== Provided material ==
☆ ☆ ☆ ☆ ☆ ☆ ☆

pub mod aggregate;
pub mod builder;
pub mod cli;
pub mod config;
pub mod error;
pub mod forest;
pub mod hamming;
pub mod imdb;
pub mod memory;
pub mod metrics;
pub mod refine;
pub mod scorer;
pub mod search_config;
pub mod searcher;
pub mod store;
pub mod utils;

pub use config::Opts;
pub use error::{Error, Result};
pub use imdb::IMDB;
pub use scorer::MatchResult;
pub use search_config::{ConfigUpdate, SearchConfig, SharedConfig};
pub use searcher::{SearchContext, SearchReport};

☆ ☆ ☆ ☆ ☆ ☆ ☆

== Task prompt ==
The lines to return are those in the material above that hold "searcher".

== Task result ==
pub mod searcher;
pub use searcher::{SearchContext, SearchReport};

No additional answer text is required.